The picture that changed history. February 1, 1968. Saigon Police chief Nguyen Ngoc Loan shoots a Vietcong in the head. |
First some background. 1968. Vietnam. With North Vietnam’s Tet Offensive beginning, Nguyen Ngoc Loan, South Vietnam’s national police chief, was doing all he could to keep Viet Cong guerrillas from Saigon. As Loan executed a prisoner who was said to be a Viet Cong captain, AP photographer Eddie Adams opened the shutter. Adams won a Pulitzer Prize for a picture that, as much as any, turned public opinion against the war.
And the so-called "poor guy" (Named Nguyen Van Lem) shaking in fear as death is seconds away was no innocent man. He was a hard-core Vietcong militiamen, member of a death squad, who had just killed the the Deputy commander of the South Vietnamese Police and his family (At least eight people) in cold blood.
Before the killing |
Moments after the shooting |
South Vietnamese sources attested that Lem commanded a Vietcong death squad, which on that day had murdered South Vietnamese National Police officers, or in their stead, the police officers' families; these sources said that Lem was captured near the site of a ditch holding as many as thirty-four bound and shot bodies of police and their relatives, some of whom were the families of Loan's deputy, and six of whom were Nguyen's godchildren.
The photo won Adams (The man who shot the famous picture) the 1969 Pulitzer Prize for Spot News Photography, though he was later said to have regretted its impact.
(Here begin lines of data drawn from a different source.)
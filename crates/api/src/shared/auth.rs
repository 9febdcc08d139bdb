use crate::error::DigestlyError;
use actix_web::HttpRequest;
use digestly_domain::{Profile, ID};
use digestly_infra::DigestlyContext;

fn bearer_token(req: &HttpRequest) -> Option<String> {
    let token = req.headers().get("authorization")?.to_str().ok()?;
    token
        .strip_prefix("Bearer ")
        .map(|token| token.to_string())
}

/// Protects account management routes with the admin api key
pub fn protect_admin_route(req: &HttpRequest, ctx: &DigestlyContext) -> Result<(), DigestlyError> {
    match bearer_token(req) {
        Some(token) if token == ctx.config.api_secret_code => Ok(()),
        _ => Err(DigestlyError::Unauthorized(
            "Invalid api key provided".into(),
        )),
    }
}

/// Protects the cron dispatch route with its dedicated key
pub fn protect_cron_route(req: &HttpRequest, ctx: &DigestlyContext) -> Result<(), DigestlyError> {
    match bearer_token(req) {
        Some(token) if token == ctx.config.cron_api_key => Ok(()),
        _ => Err(DigestlyError::Unauthorized(
            "Invalid cron api key provided".into(),
        )),
    }
}

pub async fn resolve_user(user_id: &ID, ctx: &DigestlyContext) -> Result<Profile, DigestlyError> {
    match ctx.repos.profiles.find(user_id).await {
        Some(profile) => Ok(profile),
        None => Err(DigestlyError::NotFound(format!(
            "The user with id: {}, was not found.",
            user_id
        ))),
    }
}

#[cfg(test)]
mod test {
    use super::*;
    use actix_web::test::TestRequest;
    use digestly_infra::setup_context_inmemory;

    #[actix_web::main]
    #[test]
    async fn rejects_missing_and_invalid_api_keys() {
        let ctx = setup_context_inmemory();

        let no_header = TestRequest::default().to_http_request();
        assert!(protect_admin_route(&no_header, &ctx).is_err());
        assert!(protect_cron_route(&no_header, &ctx).is_err());

        let bad_key = TestRequest::default()
            .insert_header(("Authorization", "Bearer definitely-wrong"))
            .to_http_request();
        assert!(protect_admin_route(&bad_key, &ctx).is_err());
        assert!(protect_cron_route(&bad_key, &ctx).is_err());
    }

    #[actix_web::main]
    #[test]
    async fn accepts_the_configured_keys() {
        let ctx = setup_context_inmemory();

        let admin = TestRequest::default()
            .insert_header((
                "Authorization",
                format!("Bearer {}", ctx.config.api_secret_code),
            ))
            .to_http_request();
        assert!(protect_admin_route(&admin, &ctx).is_ok());
        assert!(protect_cron_route(&admin, &ctx).is_err());

        let cron = TestRequest::default()
            .insert_header((
                "Authorization",
                format!("Bearer {}", ctx.config.cron_api_key),
            ))
            .to_http_request();
        assert!(protect_cron_route(&cron, &ctx).is_ok());
    }
}
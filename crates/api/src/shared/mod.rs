pub mod auth;
pub mod usecase;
The image became an anti-war icon. Concerning Loan and his famous photograph, Adams wrote in Time:
The general killed the Viet Cong; I killed the general with my camera. Still photographs are the most powerful weapon in the world. People believe them, but photographs do lie, even without manipulation. They are only half-truths. What the photograph didn't say was, "What would you do if you were the general at that time and place on that hot day, and you caught the so-called bad guy after he blew away one, two or three American soldiers?"
Adams later apologized in person to General Nguyen and his family for the damage it did to his reputation. When Loan died of cancer in Virginia, Adams praised him: "The guy was a hero. America should be crying. I just hate to see him go this way, without people knowing anything about him.".
The 2010 book, This Time We Win: Revisiting the Tet Offensive, offers a detailed, sympathetic picture of Loan, portraying him as a relatively honest and uncorrupted officer, who cleaned up and stabilized a difficult Saigon security situation. He was also a staunch South Vietnamese nationalist, refusing to give Americans special treatment in his jurisdiction. For example, he rejected the arrest of a Vietnamese mayor by American military police and insisted that only South Vietnamese authorities could arrest and detain South Vietnamese citizens. He also insisted that U.S. civilians, including journalists, fell under South Vietnamese jurisdiction while in Saigon. Loan's uncompromising stand caused him to be regarded as a troublemaker by the Johnson administration. Loan was also skeptical of the U.S. CIA-backed Phoenix Program to attack and neutralize the clandestine Vietcong infrastructure.
This Time We Win: Revisiting the Tet Offensive by James S Robbins (Pages 94-104, 105-106) |
Loan's men were also involved in the arrest of two NLF operatives, who had been engaged in peace feelers with U.S. officials, behind the back of the South Vietnamese. His stand against such "backdoor" dealing, and his opposition to releasing one of the communist negotiators, reportedly angered the Americans, and forced them to keep both him and the South Vietnamese better informed of diplomatic dealings involving their country. Loan was also an accomplished pilot, leading an airstrike on Việt Cộng forces at Bo Duc in 1967, shortly before he was promoted to permanent brigadier general rank. The Americans were displeased at his promotion, and Loan submitted his resignation shortly thereafter.
According to the 2010 book: "It was widely believed that Loan was being forced out by the Americans for exposing their dealings with the VC or that he was taking a stand on principle because the U.S. was trying to compel the government to release [communist envoy] Sau Ha." The South Vietnamese cabinet subsequently rejected Loan's resignation. The United States under the Nixon administration was to later negotiate a separate deal with the North that left communist troops in good tactical position within South Vietnam, and forced acquiescence by the South Vietnamese. Later action by the U.S. Congress was to cut off aid to South Vietnam during the final northern conquest in 1975.